**Task statement:** Return the lines below that contain the word "false".

Collected data:

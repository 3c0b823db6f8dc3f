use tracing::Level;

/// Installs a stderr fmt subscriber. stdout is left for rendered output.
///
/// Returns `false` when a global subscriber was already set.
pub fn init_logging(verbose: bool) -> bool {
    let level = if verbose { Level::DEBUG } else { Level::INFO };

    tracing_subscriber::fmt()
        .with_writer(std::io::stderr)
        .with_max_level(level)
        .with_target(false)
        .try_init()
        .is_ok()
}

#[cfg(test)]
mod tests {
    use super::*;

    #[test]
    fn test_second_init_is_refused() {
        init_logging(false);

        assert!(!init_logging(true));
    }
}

**Response to the task:**
/// Returns `false` when a global subscriber was already set.
        .with_target(false)
        init_logging(false);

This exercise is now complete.